El fondo es, por supuesto, peor. Arce manejó su idea de la normalidad de manera unidireccional, como si hablara de la ley de la gravedad y de una piedra (o de una manzana, para seguir la leyenda newtoniana). Para él, la sexualidad no tiene que ver en lo absoluto con la historia ni con la cultura. Es objetiva, normal, siempre natural, ahistórica, esencial. Desde que dejamos de ser changos, e incluso antes, la sexualidad del homo sapiens sirve sólo para procrear, para reproducir a la especie. Es “lo natural”. Todo lo que se desvíe un milímetro de aquel biológico concepto es “anormal”, y así, con toda la carga moralista y discriminatoria que eso conlleva, debe ser entendida la homosexualidad: una irritable desviación a la que los normales, los benditos normales, no podemos hacerle concesiones de ninguna índole, salvo acaso la de la piedad (y eso si tenemos un gran corazón, porque si no, mejor opción para aquellos pobres adefesios del alma es su confinamiento en la crujía “J”).

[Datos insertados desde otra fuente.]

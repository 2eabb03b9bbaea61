//! Declarative element lookup strategies.
//!
//! Every resolver is driven by an ordered table of [`Tier`]s. A tier pairs a
//! [`Locator`] (where to look) with a [`Pick`] (what to read from the first
//! matching element). Locators are rendered to CSS selectors in one place so
//! the same strategies drive the resolvers and noise stripping.
//!
//! # Example
//!
//! ```rust
//! use lede_core::{Document, Locator, Tier};
//!
//! let doc = Document::parse(r#"<div class="entry-title"> Hello </div>"#).unwrap();
//! let tier = Tier::text(Locator::class("entry-title"));
//! assert_eq!(tier.resolve(&doc), Some("Hello".to_string()));
//! ```

use std::fmt;

use crate::parse::{Document, Element};

/// Where to look for a candidate element.
#[derive(Debug, Clone, PartialEq, Eq)]
pub enum Locator {
    /// Elements with the given tag name, e.g. `h1`.
    Tag(String),
    /// Elements carrying the exact class token, e.g. `post-title`.
    Class(String),
    /// Elements whose `class` attribute contains the substring.
    ClassContains(String),
    /// Elements (optionally restricted to a tag) with an attribute, and
    /// optionally an exact attribute value.
    Attr { tag: Option<String>, name: String, value: Option<String> },
    /// Elements with both the tag name and the class token, e.g. `h1.title`.
    TagClass { tag: String, class: String },
    /// `target` elements that are descendants of a `scope` element.
    Within { scope: Box<Locator>, target: Box<Locator> },
}

impl Locator {
    pub fn tag(name: &str) -> Self {
        Locator::Tag(name.to_string())
    }

    pub fn class(name: &str) -> Self {
        Locator::Class(name.to_string())
    }

    pub fn class_contains(fragment: &str) -> Self {
        Locator::ClassContains(fragment.to_string())
    }

    /// Any element with `name="value"`.
    pub fn attr(name: &str, value: &str) -> Self {
        Locator::Attr { tag: None, name: name.to_string(), value: Some(value.to_string()) }
    }

    /// `<tag>` elements that carry the attribute at all.
    pub fn tag_with_attr(tag: &str, name: &str) -> Self {
        Locator::Attr { tag: Some(tag.to_string()), name: name.to_string(), value: None }
    }

    /// `<meta>` tag addressed by its `property` or `name` attribute.
    pub fn meta(key_attr: &str, key: &str) -> Self {
        Locator::Attr { tag: Some("meta".to_string()), name: key_attr.to_string(), value: Some(key.to_string()) }
    }

    pub fn tag_class(tag: &str, class: &str) -> Self {
        Locator::TagClass { tag: tag.to_string(), class: class.to_string() }
    }

    /// Narrows `target` to descendants of `self`.
    pub fn within(self, target: Locator) -> Self {
        Locator::Within { scope: Box::new(self), target: Box::new(target) }
    }

    /// Renders the locator as a CSS selector.
    pub fn to_css(&self) -> String {
        match self {
            Locator::Tag(tag) => tag.clone(),
            Locator::Class(class) => class_selector(class),
            Locator::ClassContains(fragment) => format!("[class*=\"{}\"]", escape_value(fragment)),
            Locator::Attr { tag, name, value } => {
                let tag = tag.as_deref().unwrap_or("");
                match value {
                    Some(value) => format!("{}[{}=\"{}\"]", tag, name, escape_value(value)),
                    None => format!("{}[{}]", tag, name),
                }
            }
            Locator::TagClass { tag, class } => format!("{}{}", tag, class_selector(class)),
            Locator::Within { scope, target } => format!("{} {}", scope.to_css(), target.to_css()),
        }
    }

    /// First element in document order matching this locator.
    pub fn first<'a>(&self, doc: &'a Document) -> Option<Element<'a>> {
        let css = self.to_css();
        match doc.select_first(&css) {
            Ok(found) => found,
            Err(e) => {
                tracing::warn!(selector = %css, error = %e, "skipping unusable locator");
                None
            }
        }
    }
}

impl fmt::Display for Locator {
    fn fmt(&self, f: &mut fmt::Formatter<'_>) -> fmt::Result {
        f.write_str(&self.to_css())
    }
}

/// What to read from a located element.
#[derive(Debug, Clone, PartialEq, Eq)]
pub enum Pick {
    /// Concatenated descendant text.
    Text,
    /// Value of the named attribute.
    Attr(String),
}

/// One entry of an ordered candidate list.
#[derive(Debug, Clone, PartialEq, Eq)]
pub struct Tier {
    pub locator: Locator,
    pub pick: Pick,
}

impl Tier {
    pub fn text(locator: Locator) -> Self {
        Self { locator, pick: Pick::Text }
    }

    pub fn attr(locator: Locator, name: &str) -> Self {
        Self { locator, pick: Pick::Attr(name.to_string()) }
    }

    /// Reads the first matching element and returns its trimmed value.
    ///
    /// Only the first element in document order is consulted. Blank values
    /// count as no match.
    pub fn resolve(&self, doc: &Document) -> Option<String> {
        let element = self.locator.first(doc)?;
        let raw = match &self.pick {
            Pick::Text => element.text(),
            Pick::Attr(name) => element.attr(name)?.to_string(),
        };
        non_blank(&raw)
    }

    /// Reads the trimmed text of the first matching element, whatever the pick.
    pub fn resolve_text(&self, doc: &Document) -> Option<String> {
        non_blank(&self.locator.first(doc)?.text())
    }
}

fn non_blank(raw: &str) -> Option<String> {
    let value = raw.trim();
    if value.is_empty() { None } else { Some(value.to_string()) }
}

/// Evaluates tiers in order and returns the first hit with its index.
pub fn first_hit(tiers: &[Tier], doc: &Document) -> Option<(usize, String)> {
    tiers
        .iter()
        .enumerate()
        .find_map(|(index, tier)| tier.resolve(doc).map(|value| (index, value)))
}

fn class_selector(class: &str) -> String {
    let plain = class.chars().all(|c| c.is_ascii_alphanumeric() || c == '-' || c == '_')
        && class.chars().next().is_some_and(|c| c.is_ascii_alphabetic() || c == '_');

    if plain { format!(".{}", class) } else { format!("[class~=\"{}\"]", escape_value(class)) }
}

fn escape_value(value: &str) -> String {
    value.replace('\\', "\\\\").replace('"', "\\\"")
}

La sexóloga que trató de hablar frente a Arce dejó por allí casi el balbuceo de la palabra cultura. Con eso quiso expresar, creo, que la sexualidad no es ya, como en los animales, una cuestión de mero impulso y reproducción. Como las otras necesidades básicas, la del sexo ha sido modificada por las civilizaciones, de suerte que su función meramente biológica ha sido enriquecida (o simplemente modificada, si se piensa que el erotismo no es una riqueza). Claro que hay dos sexos desde el punto de vista biológico (y no se necesita ser “un genio” para adivinarlo, como explica Arce), pero da la casualidad de que el hombre ya no es sólo eso, un muñeco de carne mitad tú, mitad yo. El ser humano es una entidad compleja, atravesada en su ser material por factores sociales, históricos, culturales, religiosos en permanente mutación. Si nos atuviéramos al solo criterio biológico para juzgar su condición, lo que es normal y lo que no, tendríamos que partir del campo al que le queremos aplicar ese criterio. ¿Qué es lo normal en materia biológica? Perfecto, que haya hombres y mujeres y que se reproduzcan. Luego entonces, sin más, los sacerdotes son anormales desde el punto de vista biológico. Pero, dada la cultura de los sacerdotes (o sea, el derecho canónico y demás) su anormalidad es una normalidad. Si nos ciñéramos al solo criterio biológico, un individuo asexuado sería anormal y un tipo que procrea quince hijos con una misma mujer sería un abuso de la normalidad.
Lo normal en biología, o eso que Arce llamó “lo normal”, es en resumen una categoría relativa, cultural, subjetiva, histórica. Varía como cualquier concepto. Si antes lo normal era morir antes de los cincuenta años (y vaya que morir es natural), ahora lo normal es no morir antes de los cincuenta años. Si la fecundación in vitro no sólo era antinatural, sino desconocida, ahora es posible y bienvenida, sobre todo para las parejas que no tienen la capacidad de hacerlo por medios “normales”.
Normal, anormal. Qué palabras tan peligrosas, más cuando las usa un niño del pensamiento, como Arce. Si queremos, que el debate siga, pero no con las categorías trapenses de un conductor de tele que parecía alivianado y nos salió más provido que Serrano Limón.